● Stored data entries:
★ ★ ★ ★
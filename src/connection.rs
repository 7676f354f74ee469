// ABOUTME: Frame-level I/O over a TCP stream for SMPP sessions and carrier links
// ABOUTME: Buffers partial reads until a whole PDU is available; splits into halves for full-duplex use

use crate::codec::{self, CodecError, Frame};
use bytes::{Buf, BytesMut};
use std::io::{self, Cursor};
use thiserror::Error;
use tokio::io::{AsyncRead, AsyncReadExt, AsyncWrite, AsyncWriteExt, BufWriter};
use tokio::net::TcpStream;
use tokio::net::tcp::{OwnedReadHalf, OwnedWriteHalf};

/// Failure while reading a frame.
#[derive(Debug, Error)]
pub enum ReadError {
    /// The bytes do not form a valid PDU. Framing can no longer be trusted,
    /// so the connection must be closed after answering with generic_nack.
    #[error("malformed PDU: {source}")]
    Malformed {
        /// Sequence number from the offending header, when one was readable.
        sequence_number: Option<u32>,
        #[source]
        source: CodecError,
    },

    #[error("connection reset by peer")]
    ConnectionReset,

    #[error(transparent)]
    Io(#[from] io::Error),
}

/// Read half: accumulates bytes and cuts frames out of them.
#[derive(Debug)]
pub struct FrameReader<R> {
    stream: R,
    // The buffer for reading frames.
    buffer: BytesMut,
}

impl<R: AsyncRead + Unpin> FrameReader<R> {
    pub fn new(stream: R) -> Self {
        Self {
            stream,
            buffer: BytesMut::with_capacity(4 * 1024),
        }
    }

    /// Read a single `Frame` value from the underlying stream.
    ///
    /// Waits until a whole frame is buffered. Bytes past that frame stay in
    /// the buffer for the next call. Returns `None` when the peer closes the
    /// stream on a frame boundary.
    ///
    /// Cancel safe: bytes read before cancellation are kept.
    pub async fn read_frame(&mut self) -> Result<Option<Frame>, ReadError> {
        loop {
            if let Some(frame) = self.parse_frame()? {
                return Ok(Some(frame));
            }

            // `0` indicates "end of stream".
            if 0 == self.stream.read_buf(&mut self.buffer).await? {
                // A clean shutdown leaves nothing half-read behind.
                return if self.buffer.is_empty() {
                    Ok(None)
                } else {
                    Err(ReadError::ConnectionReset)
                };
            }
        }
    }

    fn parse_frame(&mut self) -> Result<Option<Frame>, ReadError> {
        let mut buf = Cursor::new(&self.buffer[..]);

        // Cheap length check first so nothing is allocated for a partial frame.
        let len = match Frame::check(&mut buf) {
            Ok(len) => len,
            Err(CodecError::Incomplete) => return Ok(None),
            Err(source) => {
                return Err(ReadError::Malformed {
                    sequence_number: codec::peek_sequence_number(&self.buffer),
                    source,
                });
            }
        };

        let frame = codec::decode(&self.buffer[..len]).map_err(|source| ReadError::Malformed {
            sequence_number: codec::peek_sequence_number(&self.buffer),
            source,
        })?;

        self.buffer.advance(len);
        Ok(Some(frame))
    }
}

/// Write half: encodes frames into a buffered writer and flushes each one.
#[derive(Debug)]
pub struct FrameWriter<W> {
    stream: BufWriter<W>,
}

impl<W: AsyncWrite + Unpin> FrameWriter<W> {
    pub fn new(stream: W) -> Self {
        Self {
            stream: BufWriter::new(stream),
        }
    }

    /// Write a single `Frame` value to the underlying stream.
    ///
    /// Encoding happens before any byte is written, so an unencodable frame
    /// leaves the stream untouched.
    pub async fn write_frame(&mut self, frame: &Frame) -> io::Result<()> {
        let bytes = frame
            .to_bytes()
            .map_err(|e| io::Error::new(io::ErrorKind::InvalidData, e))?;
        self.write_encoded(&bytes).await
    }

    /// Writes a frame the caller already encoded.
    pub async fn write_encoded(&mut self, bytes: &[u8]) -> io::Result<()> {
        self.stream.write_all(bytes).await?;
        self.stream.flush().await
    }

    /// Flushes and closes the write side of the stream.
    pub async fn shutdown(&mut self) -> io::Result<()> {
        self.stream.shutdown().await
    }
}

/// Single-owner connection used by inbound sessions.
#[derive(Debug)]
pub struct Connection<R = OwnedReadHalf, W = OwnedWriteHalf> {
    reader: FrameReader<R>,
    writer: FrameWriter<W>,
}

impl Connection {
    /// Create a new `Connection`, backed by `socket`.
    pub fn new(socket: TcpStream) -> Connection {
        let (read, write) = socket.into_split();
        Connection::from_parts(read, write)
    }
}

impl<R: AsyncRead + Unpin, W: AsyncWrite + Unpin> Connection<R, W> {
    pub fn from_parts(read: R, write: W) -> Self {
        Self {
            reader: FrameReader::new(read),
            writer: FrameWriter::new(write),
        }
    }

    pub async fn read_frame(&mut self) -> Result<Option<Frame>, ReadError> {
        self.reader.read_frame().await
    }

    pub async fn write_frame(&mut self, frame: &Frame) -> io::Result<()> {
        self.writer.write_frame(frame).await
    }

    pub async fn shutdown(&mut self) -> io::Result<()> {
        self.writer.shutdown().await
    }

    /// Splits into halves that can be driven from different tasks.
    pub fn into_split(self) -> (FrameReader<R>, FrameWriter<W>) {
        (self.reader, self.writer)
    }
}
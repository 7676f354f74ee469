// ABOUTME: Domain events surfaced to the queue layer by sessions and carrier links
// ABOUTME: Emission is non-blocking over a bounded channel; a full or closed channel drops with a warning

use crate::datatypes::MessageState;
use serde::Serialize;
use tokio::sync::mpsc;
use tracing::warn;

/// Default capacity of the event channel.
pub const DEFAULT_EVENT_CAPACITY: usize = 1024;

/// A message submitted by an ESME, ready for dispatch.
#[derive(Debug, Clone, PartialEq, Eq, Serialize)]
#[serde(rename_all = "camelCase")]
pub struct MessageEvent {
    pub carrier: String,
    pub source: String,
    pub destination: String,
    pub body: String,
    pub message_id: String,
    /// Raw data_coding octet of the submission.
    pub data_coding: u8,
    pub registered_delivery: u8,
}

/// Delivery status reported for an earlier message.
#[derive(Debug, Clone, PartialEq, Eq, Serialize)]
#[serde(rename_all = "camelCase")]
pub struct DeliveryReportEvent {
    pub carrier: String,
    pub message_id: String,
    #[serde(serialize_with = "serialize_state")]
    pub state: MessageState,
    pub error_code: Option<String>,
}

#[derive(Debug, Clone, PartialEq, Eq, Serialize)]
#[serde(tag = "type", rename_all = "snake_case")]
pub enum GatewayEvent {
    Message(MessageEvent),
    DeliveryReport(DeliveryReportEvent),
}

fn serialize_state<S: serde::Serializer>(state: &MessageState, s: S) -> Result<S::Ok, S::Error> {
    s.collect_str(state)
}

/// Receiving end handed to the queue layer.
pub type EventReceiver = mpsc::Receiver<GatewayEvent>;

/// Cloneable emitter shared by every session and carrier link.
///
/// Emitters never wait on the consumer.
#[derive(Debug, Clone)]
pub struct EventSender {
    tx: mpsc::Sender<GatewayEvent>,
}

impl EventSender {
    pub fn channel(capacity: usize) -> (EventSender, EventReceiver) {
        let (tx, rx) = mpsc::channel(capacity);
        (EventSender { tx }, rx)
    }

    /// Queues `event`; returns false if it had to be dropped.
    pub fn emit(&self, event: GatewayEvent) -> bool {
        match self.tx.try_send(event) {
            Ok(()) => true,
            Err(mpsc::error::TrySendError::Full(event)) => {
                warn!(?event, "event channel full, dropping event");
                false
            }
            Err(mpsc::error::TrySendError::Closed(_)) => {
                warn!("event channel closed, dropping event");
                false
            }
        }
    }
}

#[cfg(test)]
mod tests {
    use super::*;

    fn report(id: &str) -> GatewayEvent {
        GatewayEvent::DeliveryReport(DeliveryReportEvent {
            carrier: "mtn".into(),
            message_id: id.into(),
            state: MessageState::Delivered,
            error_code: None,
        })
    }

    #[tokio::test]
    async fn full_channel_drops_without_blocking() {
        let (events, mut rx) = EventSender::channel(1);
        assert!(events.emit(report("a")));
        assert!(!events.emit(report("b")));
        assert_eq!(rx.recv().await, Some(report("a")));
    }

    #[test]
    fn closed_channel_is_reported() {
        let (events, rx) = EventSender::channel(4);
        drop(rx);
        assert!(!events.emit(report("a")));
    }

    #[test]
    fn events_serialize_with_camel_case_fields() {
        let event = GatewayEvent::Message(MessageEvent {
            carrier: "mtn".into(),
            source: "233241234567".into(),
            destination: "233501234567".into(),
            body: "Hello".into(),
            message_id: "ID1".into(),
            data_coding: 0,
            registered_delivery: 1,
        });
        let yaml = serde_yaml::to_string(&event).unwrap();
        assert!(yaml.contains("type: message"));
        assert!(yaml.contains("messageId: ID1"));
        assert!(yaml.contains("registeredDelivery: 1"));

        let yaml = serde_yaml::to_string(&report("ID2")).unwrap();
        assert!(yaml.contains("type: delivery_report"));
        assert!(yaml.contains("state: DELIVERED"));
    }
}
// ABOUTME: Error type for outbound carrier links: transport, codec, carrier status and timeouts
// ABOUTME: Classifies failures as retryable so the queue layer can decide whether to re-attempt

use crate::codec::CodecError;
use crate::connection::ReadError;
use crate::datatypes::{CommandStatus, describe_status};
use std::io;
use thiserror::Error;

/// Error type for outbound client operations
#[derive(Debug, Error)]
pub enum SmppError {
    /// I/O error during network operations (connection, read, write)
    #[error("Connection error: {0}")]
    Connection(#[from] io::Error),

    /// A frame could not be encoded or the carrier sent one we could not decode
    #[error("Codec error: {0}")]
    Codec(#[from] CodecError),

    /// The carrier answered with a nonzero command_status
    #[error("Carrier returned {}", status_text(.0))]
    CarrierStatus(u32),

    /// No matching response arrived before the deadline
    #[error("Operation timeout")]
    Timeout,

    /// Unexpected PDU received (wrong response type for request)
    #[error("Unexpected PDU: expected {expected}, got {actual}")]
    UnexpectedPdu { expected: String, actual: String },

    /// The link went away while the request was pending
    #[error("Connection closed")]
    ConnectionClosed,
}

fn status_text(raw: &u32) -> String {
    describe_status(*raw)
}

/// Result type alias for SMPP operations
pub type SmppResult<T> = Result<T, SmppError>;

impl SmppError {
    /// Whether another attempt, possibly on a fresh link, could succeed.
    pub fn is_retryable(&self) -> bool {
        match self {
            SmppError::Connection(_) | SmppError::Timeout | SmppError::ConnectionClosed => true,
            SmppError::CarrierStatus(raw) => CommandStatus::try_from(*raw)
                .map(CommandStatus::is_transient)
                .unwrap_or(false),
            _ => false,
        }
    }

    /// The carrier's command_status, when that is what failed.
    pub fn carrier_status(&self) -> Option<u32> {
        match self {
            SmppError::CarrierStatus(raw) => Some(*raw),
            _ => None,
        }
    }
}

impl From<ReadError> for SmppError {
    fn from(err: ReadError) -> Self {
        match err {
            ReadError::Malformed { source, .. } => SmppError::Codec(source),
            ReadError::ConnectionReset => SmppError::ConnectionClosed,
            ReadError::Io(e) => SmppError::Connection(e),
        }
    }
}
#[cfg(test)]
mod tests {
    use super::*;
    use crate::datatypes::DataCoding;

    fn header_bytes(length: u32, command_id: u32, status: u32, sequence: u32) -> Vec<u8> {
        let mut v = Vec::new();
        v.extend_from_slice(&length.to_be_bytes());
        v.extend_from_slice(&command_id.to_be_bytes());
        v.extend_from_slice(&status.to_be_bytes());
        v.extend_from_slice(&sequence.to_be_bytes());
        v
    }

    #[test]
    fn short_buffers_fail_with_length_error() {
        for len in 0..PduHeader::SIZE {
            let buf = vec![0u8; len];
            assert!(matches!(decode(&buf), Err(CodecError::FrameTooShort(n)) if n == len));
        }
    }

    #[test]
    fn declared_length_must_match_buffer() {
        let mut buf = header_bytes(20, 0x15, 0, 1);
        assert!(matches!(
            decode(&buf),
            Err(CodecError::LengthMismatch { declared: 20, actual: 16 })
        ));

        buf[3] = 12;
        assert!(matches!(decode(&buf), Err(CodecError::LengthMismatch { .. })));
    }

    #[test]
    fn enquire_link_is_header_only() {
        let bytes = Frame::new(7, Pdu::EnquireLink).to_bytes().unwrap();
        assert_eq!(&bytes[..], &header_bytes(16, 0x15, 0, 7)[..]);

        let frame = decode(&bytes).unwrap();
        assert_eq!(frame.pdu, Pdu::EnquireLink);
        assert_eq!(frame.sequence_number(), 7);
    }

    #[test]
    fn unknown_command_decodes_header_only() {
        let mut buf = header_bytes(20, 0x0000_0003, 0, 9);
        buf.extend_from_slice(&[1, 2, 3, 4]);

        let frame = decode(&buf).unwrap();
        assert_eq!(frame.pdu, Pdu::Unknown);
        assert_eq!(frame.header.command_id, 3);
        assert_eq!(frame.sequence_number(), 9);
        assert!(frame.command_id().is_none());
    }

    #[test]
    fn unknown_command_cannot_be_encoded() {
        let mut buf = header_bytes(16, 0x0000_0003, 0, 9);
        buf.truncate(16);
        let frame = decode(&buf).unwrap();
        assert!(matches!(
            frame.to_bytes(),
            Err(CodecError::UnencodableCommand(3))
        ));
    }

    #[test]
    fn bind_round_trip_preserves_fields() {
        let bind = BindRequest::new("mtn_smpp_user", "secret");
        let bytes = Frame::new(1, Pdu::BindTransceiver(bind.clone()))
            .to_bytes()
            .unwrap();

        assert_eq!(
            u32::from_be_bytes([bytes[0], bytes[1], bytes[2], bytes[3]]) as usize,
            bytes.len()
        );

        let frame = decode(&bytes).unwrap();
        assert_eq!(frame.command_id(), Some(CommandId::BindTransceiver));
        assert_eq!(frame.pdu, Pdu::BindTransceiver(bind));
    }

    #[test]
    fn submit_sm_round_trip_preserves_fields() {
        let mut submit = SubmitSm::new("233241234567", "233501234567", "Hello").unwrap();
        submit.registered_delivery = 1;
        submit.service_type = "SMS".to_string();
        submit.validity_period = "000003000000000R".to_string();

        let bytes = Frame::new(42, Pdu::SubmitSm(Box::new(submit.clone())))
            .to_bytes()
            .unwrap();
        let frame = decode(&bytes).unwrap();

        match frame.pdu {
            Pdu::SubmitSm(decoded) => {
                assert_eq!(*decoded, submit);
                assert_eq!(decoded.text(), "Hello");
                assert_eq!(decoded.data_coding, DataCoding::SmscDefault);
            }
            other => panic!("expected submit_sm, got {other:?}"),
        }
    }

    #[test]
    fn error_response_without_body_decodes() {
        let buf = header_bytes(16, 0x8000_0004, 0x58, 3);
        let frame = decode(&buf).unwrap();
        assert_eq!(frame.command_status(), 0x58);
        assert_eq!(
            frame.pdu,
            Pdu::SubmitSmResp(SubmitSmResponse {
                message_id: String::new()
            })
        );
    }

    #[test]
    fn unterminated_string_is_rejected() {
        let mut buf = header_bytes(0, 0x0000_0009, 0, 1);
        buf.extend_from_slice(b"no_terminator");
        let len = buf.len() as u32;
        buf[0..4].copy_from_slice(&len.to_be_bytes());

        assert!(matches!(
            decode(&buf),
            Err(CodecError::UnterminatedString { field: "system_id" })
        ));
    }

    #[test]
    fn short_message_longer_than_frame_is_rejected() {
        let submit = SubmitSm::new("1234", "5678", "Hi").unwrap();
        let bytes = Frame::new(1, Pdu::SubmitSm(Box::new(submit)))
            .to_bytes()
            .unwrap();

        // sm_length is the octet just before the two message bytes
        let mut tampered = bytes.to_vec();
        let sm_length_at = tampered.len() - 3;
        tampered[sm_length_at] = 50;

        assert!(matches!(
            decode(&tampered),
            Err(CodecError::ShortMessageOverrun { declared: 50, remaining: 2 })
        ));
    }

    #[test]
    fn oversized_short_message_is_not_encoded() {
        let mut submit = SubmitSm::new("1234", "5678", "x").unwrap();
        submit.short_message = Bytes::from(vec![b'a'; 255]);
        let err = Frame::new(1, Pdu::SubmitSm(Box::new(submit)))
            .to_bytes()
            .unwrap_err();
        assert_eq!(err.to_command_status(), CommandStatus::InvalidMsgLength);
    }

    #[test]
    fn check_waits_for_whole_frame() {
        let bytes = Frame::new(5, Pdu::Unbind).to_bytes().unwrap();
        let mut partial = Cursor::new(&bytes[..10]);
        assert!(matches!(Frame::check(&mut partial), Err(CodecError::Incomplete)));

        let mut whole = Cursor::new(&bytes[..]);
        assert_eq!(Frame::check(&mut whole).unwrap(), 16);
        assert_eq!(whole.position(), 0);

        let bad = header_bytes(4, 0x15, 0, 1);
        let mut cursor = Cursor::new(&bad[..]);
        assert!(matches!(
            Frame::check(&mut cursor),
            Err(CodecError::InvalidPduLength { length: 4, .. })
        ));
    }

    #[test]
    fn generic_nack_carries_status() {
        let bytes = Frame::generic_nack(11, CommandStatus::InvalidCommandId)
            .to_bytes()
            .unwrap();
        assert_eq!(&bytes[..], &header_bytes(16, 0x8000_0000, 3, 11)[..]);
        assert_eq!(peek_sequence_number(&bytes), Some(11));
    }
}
★ ★ ★ ★
● EXERCISE GOAL:
Output the lines above between the one holding "answering with generic_nack." and the one holding "pub struct FrameReader<R>", inclusive, with nothing before or after them.

● RESPONSE FOR THIS EXERCISE:
    /// so the connection must be closed after answering with generic_nack.
    #[error("malformed PDU: {source}")]
    Malformed {
        /// Sequence number from the offending header, when one was readable.
        sequence_number: Option<u32>,
        #[source]
        source: CodecError,
    },

    #[error("connection reset by peer")]
    ConnectionReset,

    #[error(transparent)]
    Io(#[from] io::Error),
}

/// Read half: accumulates bytes and cuts frames out of them.
#[derive(Debug)]
pub struct FrameReader<R> {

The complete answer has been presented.